Why sex? Why intelligence? Why monogamy? These types of
fundamental questions are addressed
with firm logic, and with a wealth of evidence presented concisely (and often humorously) from all over
the animal kingdom. Perhaps
even more importantly the answers are mostly surprising, and yet easily capable of replacing the
conventional scientific explanation
which you – like your reviewer – did not think in need of an update.
Here's
an example:
You might well think that human beings evolved intelligence because of the increased
survival rates of competent
toolmakers. What comes as a surprise is the persuasive case that we grew intelligence in an evolutionary
arms race with the opposite
sex. We needed intelligence not to survive as individuals, but to survive as pro-created
genes.
The
Red Queen offers nothing to do with the nonsense of creationism, or bookish debates between
opinionated professors. It's
respectable up-to-date science, superbly presented, with fascinating twists and turns.

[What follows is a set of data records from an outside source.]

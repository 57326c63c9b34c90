use std::collections::BTreeMap;

use super::model::CollisionDataset;

// ---------------------------------------------------------------------------
// Per-minute histogram
// ---------------------------------------------------------------------------

/// Count the given (hour-filtered) collisions into 60 one-minute buckets.
/// The bucket sum equals `indices.len()`.
pub fn minute_histogram(dataset: &CollisionDataset, indices: &[usize]) -> [u32; 60] {
    let mut buckets = [0u32; 60];
    for &i in indices {
        buckets[dataset.records[i].minute() as usize] += 1;
    }
    buckets
}

// ---------------------------------------------------------------------------
// Coordinate midpoint
// ---------------------------------------------------------------------------

/// Arithmetic mean of (latitude, longitude) over the given collisions.
/// `None` for an empty view: the caller renders an empty state instead.
pub fn midpoint(dataset: &CollisionDataset, indices: &[usize]) -> Option<(f64, f64)> {
    if indices.is_empty() {
        return None;
    }
    let n = indices.len() as f64;
    let (lat_sum, lon_sum) = indices.iter().fold((0.0, 0.0), |(lat, lon), &i| {
        let r = &dataset.records[i];
        (lat + r.latitude, lon + r.longitude)
    });
    Some((lat_sum / n, lon_sum / n))
}

// ---------------------------------------------------------------------------
// Hexagonal density binning
// ---------------------------------------------------------------------------

/// Meters per degree of latitude; longitude is scaled by cos(latitude).
const METERS_PER_DEGREE: f64 = 111_320.0;

/// Hex cell circumradius used by the density overlay, in meters.
pub const HEX_RADIUS_M: f64 = 100.0;

/// A pointy-top hexagonal grid in a local equirectangular projection around
/// an origin. Good enough at city scale; not meant for large extents.
#[derive(Debug, Clone)]
pub struct HexGrid {
    origin_lon: f64,
    origin_lat: f64,
    cos_lat: f64,
    radius_m: f64,
}

impl HexGrid {
    pub fn new(origin_lat: f64, origin_lon: f64, radius_m: f64) -> Self {
        HexGrid {
            origin_lon,
            origin_lat,
            cos_lat: origin_lat.to_radians().cos(),
            radius_m,
        }
    }

    /// Project to meters east/north of the origin.
    fn to_local(&self, lat: f64, lon: f64) -> (f64, f64) {
        let x = (lon - self.origin_lon) * self.cos_lat * METERS_PER_DEGREE;
        let y = (lat - self.origin_lat) * METERS_PER_DEGREE;
        (x, y)
    }

    fn from_local(&self, x: f64, y: f64) -> (f64, f64) {
        let lat = self.origin_lat + y / METERS_PER_DEGREE;
        let lon = self.origin_lon + x / (self.cos_lat * METERS_PER_DEGREE);
        (lat, lon)
    }

    /// Axial coordinates of the cell containing the point.
    pub fn cell_at(&self, lat: f64, lon: f64) -> (i32, i32) {
        let (x, y) = self.to_local(lat, lon);
        let qf = (3f64.sqrt() / 3.0 * x - y / 3.0) / self.radius_m;
        let rf = (2.0 / 3.0 * y) / self.radius_m;
        axial_round(qf, rf)
    }

    /// Cell center as (latitude, longitude).
    pub fn cell_center(&self, q: i32, r: i32) -> (f64, f64) {
        let x = self.radius_m * 3f64.sqrt() * (q as f64 + r as f64 / 2.0);
        let y = self.radius_m * 1.5 * r as f64;
        self.from_local(x, y)
    }

    /// The six corners of a cell as `[longitude, latitude]` plot points.
    pub fn cell_corners(&self, q: i32, r: i32) -> [[f64; 2]; 6] {
        let cx = self.radius_m * 3f64.sqrt() * (q as f64 + r as f64 / 2.0);
        let cy = self.radius_m * 1.5 * r as f64;
        let mut corners = [[0.0; 2]; 6];
        for (i, corner) in corners.iter_mut().enumerate() {
            let angle = (60.0 * i as f64 - 30.0).to_radians();
            let (lat, lon) = self.from_local(
                cx + self.radius_m * angle.cos(),
                cy + self.radius_m * angle.sin(),
            );
            *corner = [lon, lat];
        }
        corners
    }
}

/// Round fractional axial coordinates to the containing cell.
fn axial_round(qf: f64, rf: f64) -> (i32, i32) {
    // Cube rounding: x + y + z = 0, re-derive the axis with the largest error.
    let (xf, zf) = (qf, rf);
    let yf = -xf - zf;
    let (mut x, y, mut z) = (xf.round(), yf.round(), zf.round());
    let (dx, dy, dz) = ((x - xf).abs(), (y - yf).abs(), (z - zf).abs());
    if dx > dy && dx > dz {
        x = -y - z;
    } else if dy <= dz {
        z = -x - y;
    }
    (x as i32, z as i32)
}

/// One occupied cell of the density overlay.
#[derive(Debug, Clone, PartialEq, Eq)]
pub struct HexCell {
    pub q: i32,
    pub r: i32,
    pub count: usize,
}

/// Hex-binned view of a set of collisions.
#[derive(Debug, Clone)]
pub struct HexDensity {
    pub grid: HexGrid,
    /// Occupied cells, lowest count first so dense cells paint last.
    pub cells: Vec<HexCell>,
    pub max_count: usize,
}

/// Bin the given collisions into hexagonal cells of circumradius `radius_m`
/// around the view's coordinate midpoint. `None` for an empty view.
pub fn hex_density(
    dataset: &CollisionDataset,
    indices: &[usize],
    radius_m: f64,
) -> Option<HexDensity> {
    let (mid_lat, mid_lon) = midpoint(dataset, indices)?;
    let grid = HexGrid::new(mid_lat, mid_lon, radius_m);

    let mut counts: BTreeMap<(i32, i32), usize> = BTreeMap::new();
    for &i in indices {
        let r = &dataset.records[i];
        *counts.entry(grid.cell_at(r.latitude, r.longitude)).or_default() += 1;
    }

    let mut cells: Vec<HexCell> = counts
        .into_iter()
        .map(|((q, r), count)| HexCell { q, r, count })
        .collect();
    cells.sort_by_key(|c| (c.count, c.q, c.r));
    let max_count = cells.last().map(|c| c.count).unwrap_or(0);

    Some(HexDensity {
        grid,
        cells,
        max_count,
    })
}

#[cfg(test)]
mod tests {
    use super::*;
    use crate::data::model::CollisionRecord;
    use chrono::NaiveDate;

    fn record(minute: u32, lat: f64, lon: f64) -> CollisionRecord {
        CollisionRecord {
            datetime: NaiveDate::from_ymd_opt(2021, 6, 15)
                .unwrap()
                .and_hms_opt(8, minute, 0)
                .unwrap(),
            latitude: lat,
            longitude: lon,
            persons_injured: 0,
            pedestrians_injured: 0,
            cyclists_injured: 0,
            motorists_injured: 0,
            street: None,
        }
    }

    fn dataset(records: Vec<CollisionRecord>) -> (CollisionDataset, Vec<usize>) {
        let indices = (0..records.len()).collect();
        (CollisionDataset::from_records(records), indices)
    }

    #[test]
    fn histogram_sums_to_view_size() {
        let (ds, indices) = dataset(vec![
            record(0, 40.7, -74.0),
            record(15, 40.7, -74.0),
            record(15, 40.7, -74.0),
            record(59, 40.7, -74.0),
        ]);
        let hist = minute_histogram(&ds, &indices);
        assert_eq!(hist.iter().sum::<u32>() as usize, indices.len());
        assert_eq!(hist[0], 1);
        assert_eq!(hist[15], 2);
        assert_eq!(hist[59], 1);
    }

    #[test]
    fn histogram_of_empty_view_is_all_zero() {
        let (ds, _) = dataset(vec![record(5, 40.7, -74.0)]);
        let hist = minute_histogram(&ds, &[]);
        assert!(hist.iter().all(|&c| c == 0));
    }

    #[test]
    fn midpoint_is_the_coordinate_mean() {
        let (ds, indices) = dataset(vec![record(0, 40.0, -74.0), record(1, 41.0, -73.0)]);
        let (lat, lon) = midpoint(&ds, &indices).unwrap();
        assert!((lat - 40.5).abs() < 1e-9);
        assert!((lon - -73.5).abs() < 1e-9);
    }

    #[test]
    fn midpoint_of_empty_view_is_none() {
        let (ds, _) = dataset(vec![record(0, 40.0, -74.0)]);
        assert_eq!(midpoint(&ds, &[]), None);
    }

    #[test]
    fn hex_density_counts_sum_to_view_size() {
        let (ds, indices) = dataset(vec![
            record(0, 40.7000, -74.0000),
            record(1, 40.7001, -74.0001),
            record(2, 40.7100, -74.0000),
            record(3, 40.7100, -74.0100),
        ]);
        let density = hex_density(&ds, &indices, HEX_RADIUS_M).unwrap();
        let total: usize = density.cells.iter().map(|c| c.count).sum();
        assert_eq!(total, indices.len());
        assert!(density.max_count >= 1);
        assert_eq!(
            density.max_count,
            density.cells.iter().map(|c| c.count).max().unwrap()
        );
    }

    #[test]
    fn coincident_points_share_a_cell_and_distant_points_do_not() {
        // ~11 m apart vs ~1.1 km apart at this latitude.
        let (ds, indices) = dataset(vec![
            record(0, 40.70000, -74.00000),
            record(1, 40.70010, -74.00000),
            record(2, 40.71000, -74.00000),
        ]);
        let density = hex_density(&ds, &indices, HEX_RADIUS_M).unwrap();
        let near = density.grid.cell_at(40.70000, -74.00000);
        assert_eq!(near, density.grid.cell_at(40.70010, -74.00000));
        assert_ne!(near, density.grid.cell_at(40.71000, -74.00000));
    }

    #[test]
    fn hex_density_of_empty_view_is_none() {
        let (ds, _) = dataset(vec![record(0, 40.7, -74.0)]);
        assert!(hex_density(&ds, &[], HEX_RADIUS_M).is_none());
    }

    #[test]
    fn cell_corners_sit_one_radius_from_the_center() {
        let grid = HexGrid::new(40.7, -74.0, 100.0);
        let (center_lat, center_lon) = grid.cell_center(2, -1);
        let (cx, cy) = grid.to_local(center_lat, center_lon);
        for [lon, lat] in grid.cell_corners(2, -1) {
            let (x, y) = grid.to_local(lat, lon);
            let dist = ((x - cx).powi(2) + (y - cy).powi(2)).sqrt();
            assert!((dist - 100.0).abs() < 1e-6, "corner at {dist} m");
        }
    }

    #[test]
    fn every_point_lands_in_the_cell_reported_for_it() {
        let grid = HexGrid::new(40.7, -74.0, 100.0);
        // Probe a small lattice around the origin.
        for i in -5..=5 {
            for j in -5..=5 {
                let lat = 40.7 + i as f64 * 0.0007;
                let lon = -74.0 + j as f64 * 0.0009;
                let (q, r) = grid.cell_at(lat, lon);
                let (clat, clon) = grid.cell_center(q, r);
                let (x, y) = grid.to_local(lat, lon);
                let (cx, cy) = grid.to_local(clat, clon);
                let dist = ((x - cx).powi(2) + (y - cy).powi(2)).sqrt();
                // Any point is within the circumradius of its cell center.
                assert!(dist <= 100.0 + 1e-6, "point {dist} m from its cell");
            }
        }
    }
}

Read it for fun,
and peel back another layer of
the onion of natural existence.
So, what is this review doing here, on a
site which is apparently about
books on money? It's here because there's something about the science which is genuinely universal. The
central theme running through
the book is competition, embedded in human nature by genes, and how it appears in the most surprising
aspects of our behavior. If you
are serious about competing with other humans in the surprisingly subtle art of accumulating wealth,
then The Red Queen has a
logic about it which will let you see patterns previously hidden from you.
By the way – the Red Queen is
an Alice in Wonderland metaphor. As I recall in that chapter, everyone was running as fast as
they can just to stand
still.
See what I mean about its application to wealth?